### WHAT NEEDS TO BE DONE
Find the line in the entries below that contains "let orientation = orientation(arg);". Repeat it exactly, and every line after it through the line that contains "err = parse_destination(raw, Orientation::Auto).unwrap_err();".

(Stored data entries)

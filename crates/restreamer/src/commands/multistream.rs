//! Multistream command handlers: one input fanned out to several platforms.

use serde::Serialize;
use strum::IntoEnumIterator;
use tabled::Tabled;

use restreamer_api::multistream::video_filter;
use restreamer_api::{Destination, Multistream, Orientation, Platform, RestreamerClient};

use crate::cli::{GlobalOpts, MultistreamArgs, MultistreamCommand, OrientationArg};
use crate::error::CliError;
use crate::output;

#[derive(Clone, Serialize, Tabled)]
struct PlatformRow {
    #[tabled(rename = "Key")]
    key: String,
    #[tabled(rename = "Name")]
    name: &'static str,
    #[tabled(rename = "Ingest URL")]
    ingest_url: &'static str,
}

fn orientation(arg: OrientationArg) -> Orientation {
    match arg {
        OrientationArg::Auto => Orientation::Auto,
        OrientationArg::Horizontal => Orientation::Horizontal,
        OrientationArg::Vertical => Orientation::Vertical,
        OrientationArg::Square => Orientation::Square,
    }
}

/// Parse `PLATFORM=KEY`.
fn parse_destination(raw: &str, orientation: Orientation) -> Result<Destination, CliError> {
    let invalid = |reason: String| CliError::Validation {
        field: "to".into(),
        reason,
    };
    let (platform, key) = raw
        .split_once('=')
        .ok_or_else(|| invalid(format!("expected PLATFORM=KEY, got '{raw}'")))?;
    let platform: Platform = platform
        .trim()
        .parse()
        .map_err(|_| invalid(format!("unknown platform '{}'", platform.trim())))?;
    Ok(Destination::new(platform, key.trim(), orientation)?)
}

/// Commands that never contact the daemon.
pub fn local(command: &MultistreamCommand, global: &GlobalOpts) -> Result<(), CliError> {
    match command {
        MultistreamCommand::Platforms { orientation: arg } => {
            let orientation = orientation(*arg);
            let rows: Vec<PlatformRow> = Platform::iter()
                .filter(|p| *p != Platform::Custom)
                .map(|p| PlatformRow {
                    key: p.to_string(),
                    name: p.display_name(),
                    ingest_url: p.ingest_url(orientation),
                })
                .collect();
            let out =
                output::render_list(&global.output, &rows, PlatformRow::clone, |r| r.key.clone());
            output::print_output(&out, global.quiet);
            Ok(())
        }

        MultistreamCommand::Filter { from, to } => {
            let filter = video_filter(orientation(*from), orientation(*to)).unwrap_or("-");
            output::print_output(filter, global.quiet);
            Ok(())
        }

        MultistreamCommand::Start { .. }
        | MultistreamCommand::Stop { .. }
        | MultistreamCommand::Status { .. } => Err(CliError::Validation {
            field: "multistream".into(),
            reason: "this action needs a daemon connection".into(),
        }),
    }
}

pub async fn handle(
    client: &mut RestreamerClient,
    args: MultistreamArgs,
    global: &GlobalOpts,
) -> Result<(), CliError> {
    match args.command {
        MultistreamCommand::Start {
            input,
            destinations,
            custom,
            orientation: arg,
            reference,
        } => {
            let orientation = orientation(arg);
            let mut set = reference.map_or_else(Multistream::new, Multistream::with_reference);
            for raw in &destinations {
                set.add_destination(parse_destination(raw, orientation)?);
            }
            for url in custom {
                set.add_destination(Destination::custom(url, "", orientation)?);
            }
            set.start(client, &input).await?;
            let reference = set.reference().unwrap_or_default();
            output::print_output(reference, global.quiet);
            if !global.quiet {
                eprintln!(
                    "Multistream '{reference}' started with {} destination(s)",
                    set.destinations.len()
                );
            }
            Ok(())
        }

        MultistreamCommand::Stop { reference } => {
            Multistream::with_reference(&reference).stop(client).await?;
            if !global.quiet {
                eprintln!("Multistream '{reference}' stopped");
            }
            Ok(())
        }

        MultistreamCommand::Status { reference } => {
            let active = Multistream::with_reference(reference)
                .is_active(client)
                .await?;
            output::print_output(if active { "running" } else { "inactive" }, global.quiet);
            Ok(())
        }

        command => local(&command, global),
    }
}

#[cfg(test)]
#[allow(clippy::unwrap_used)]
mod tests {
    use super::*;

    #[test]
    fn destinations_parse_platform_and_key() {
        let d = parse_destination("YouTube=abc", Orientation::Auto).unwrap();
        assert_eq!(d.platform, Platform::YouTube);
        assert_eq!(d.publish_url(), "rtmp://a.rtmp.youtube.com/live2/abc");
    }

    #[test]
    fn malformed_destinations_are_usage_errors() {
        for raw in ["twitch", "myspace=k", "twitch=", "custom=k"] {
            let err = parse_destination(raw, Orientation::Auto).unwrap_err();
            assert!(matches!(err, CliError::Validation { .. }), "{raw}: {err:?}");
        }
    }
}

---

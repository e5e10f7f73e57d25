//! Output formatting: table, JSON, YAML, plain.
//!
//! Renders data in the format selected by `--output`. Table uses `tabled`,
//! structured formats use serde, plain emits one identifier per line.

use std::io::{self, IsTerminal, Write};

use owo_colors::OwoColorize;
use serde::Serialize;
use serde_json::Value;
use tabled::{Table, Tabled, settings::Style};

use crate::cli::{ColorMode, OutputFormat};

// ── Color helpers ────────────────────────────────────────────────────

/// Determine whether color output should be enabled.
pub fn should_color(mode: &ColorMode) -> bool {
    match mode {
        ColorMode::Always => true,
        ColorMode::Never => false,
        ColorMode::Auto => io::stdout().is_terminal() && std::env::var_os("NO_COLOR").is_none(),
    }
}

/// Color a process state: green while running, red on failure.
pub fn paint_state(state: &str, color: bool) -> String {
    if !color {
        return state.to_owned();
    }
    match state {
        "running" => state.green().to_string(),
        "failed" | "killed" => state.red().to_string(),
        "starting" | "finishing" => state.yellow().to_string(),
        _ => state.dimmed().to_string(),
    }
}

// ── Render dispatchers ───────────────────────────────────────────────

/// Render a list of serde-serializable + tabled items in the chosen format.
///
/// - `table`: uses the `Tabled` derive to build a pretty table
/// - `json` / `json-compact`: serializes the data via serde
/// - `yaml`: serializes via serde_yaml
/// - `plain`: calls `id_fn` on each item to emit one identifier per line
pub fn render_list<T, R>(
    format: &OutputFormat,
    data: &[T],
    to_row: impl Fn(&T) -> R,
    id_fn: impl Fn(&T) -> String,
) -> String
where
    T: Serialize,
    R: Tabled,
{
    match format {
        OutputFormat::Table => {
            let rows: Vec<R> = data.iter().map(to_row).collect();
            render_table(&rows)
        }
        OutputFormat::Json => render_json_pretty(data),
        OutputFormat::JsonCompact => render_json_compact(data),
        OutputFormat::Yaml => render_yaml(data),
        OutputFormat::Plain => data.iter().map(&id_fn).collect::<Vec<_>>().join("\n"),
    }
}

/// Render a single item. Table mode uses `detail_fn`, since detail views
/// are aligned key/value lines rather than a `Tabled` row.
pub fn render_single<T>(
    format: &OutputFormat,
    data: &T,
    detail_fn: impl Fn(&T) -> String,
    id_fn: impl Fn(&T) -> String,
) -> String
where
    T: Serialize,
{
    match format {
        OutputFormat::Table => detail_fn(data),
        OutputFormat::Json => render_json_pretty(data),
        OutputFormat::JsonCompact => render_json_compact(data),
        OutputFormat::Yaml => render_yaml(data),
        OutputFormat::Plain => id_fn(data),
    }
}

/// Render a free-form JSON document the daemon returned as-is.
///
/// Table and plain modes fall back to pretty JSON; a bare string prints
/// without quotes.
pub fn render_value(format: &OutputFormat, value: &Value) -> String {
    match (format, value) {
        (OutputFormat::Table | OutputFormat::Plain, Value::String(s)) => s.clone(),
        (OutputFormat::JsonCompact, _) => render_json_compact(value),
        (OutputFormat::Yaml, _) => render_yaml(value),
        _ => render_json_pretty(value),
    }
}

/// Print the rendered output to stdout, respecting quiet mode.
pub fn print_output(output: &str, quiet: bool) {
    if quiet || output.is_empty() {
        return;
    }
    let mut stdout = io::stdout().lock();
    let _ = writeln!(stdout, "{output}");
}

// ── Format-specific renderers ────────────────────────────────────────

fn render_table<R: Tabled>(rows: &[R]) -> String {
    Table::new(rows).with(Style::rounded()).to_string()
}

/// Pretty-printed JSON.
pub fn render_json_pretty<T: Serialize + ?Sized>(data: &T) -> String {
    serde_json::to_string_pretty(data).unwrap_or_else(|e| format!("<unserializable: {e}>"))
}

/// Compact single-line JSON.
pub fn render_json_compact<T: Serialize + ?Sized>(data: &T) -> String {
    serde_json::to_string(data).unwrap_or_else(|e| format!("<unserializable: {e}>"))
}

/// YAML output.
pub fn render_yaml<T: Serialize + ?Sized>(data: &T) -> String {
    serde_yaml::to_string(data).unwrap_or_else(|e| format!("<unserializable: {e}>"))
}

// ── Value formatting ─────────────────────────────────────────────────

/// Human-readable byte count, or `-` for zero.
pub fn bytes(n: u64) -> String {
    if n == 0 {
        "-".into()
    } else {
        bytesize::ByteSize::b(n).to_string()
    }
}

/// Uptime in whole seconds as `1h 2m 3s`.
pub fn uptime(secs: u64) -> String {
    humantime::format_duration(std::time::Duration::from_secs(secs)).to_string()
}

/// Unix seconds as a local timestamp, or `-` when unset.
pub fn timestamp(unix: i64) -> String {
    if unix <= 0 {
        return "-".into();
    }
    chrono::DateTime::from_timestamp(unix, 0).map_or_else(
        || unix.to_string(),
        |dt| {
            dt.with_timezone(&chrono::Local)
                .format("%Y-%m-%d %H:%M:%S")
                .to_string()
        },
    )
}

### ANSWER TO THE PROBLEM
            let orientation = orientation(arg);
            let mut set = reference.map_or_else(Multistream::new, Multistream::with_reference);
            for raw in &destinations {
                set.add_destination(parse_destination(raw, orientation)?);
            }
            for url in custom {
                set.add_destination(Destination::custom(url, "", orientation)?);
            }
            set.start(client, &input).await?;
            let reference = set.reference().unwrap_or_default();
            output::print_output(reference, global.quiet);
            if !global.quiet {
                eprintln!(
                    "Multistream '{reference}' started with {} destination(s)",
                    set.destinations.len()
                );
            }
            Ok(())
        }

        MultistreamCommand::Stop { reference } => {
            Multistream::with_reference(&reference).stop(client).await?;
            if !global.quiet {
                eprintln!("Multistream '{reference}' stopped");
            }
            Ok(())
        }

        MultistreamCommand::Status { reference } => {
            let active = Multistream::with_reference(reference)
                .is_active(client)
                .await?;
            output::print_output(if active { "running" } else { "inactive" }, global.quiet);
            Ok(())
        }

        command => local(&command, global),
    }
}

#[cfg(test)]
#[allow(clippy::unwrap_used)]
mod tests {
    use super::*;

    #[test]
    fn destinations_parse_platform_and_key() {
        let d = parse_destination("YouTube=abc", Orientation::Auto).unwrap();
        assert_eq!(d.platform, Platform::YouTube);
        assert_eq!(d.publish_url(), "rtmp://a.rtmp.youtube.com/live2/abc");
    }

    #[test]
    fn malformed_destinations_are_usage_errors() {
        for raw in ["twitch", "myspace=k", "twitch=", "custom=k"] {
            let err = parse_destination(raw, Orientation::Auto).unwrap_err();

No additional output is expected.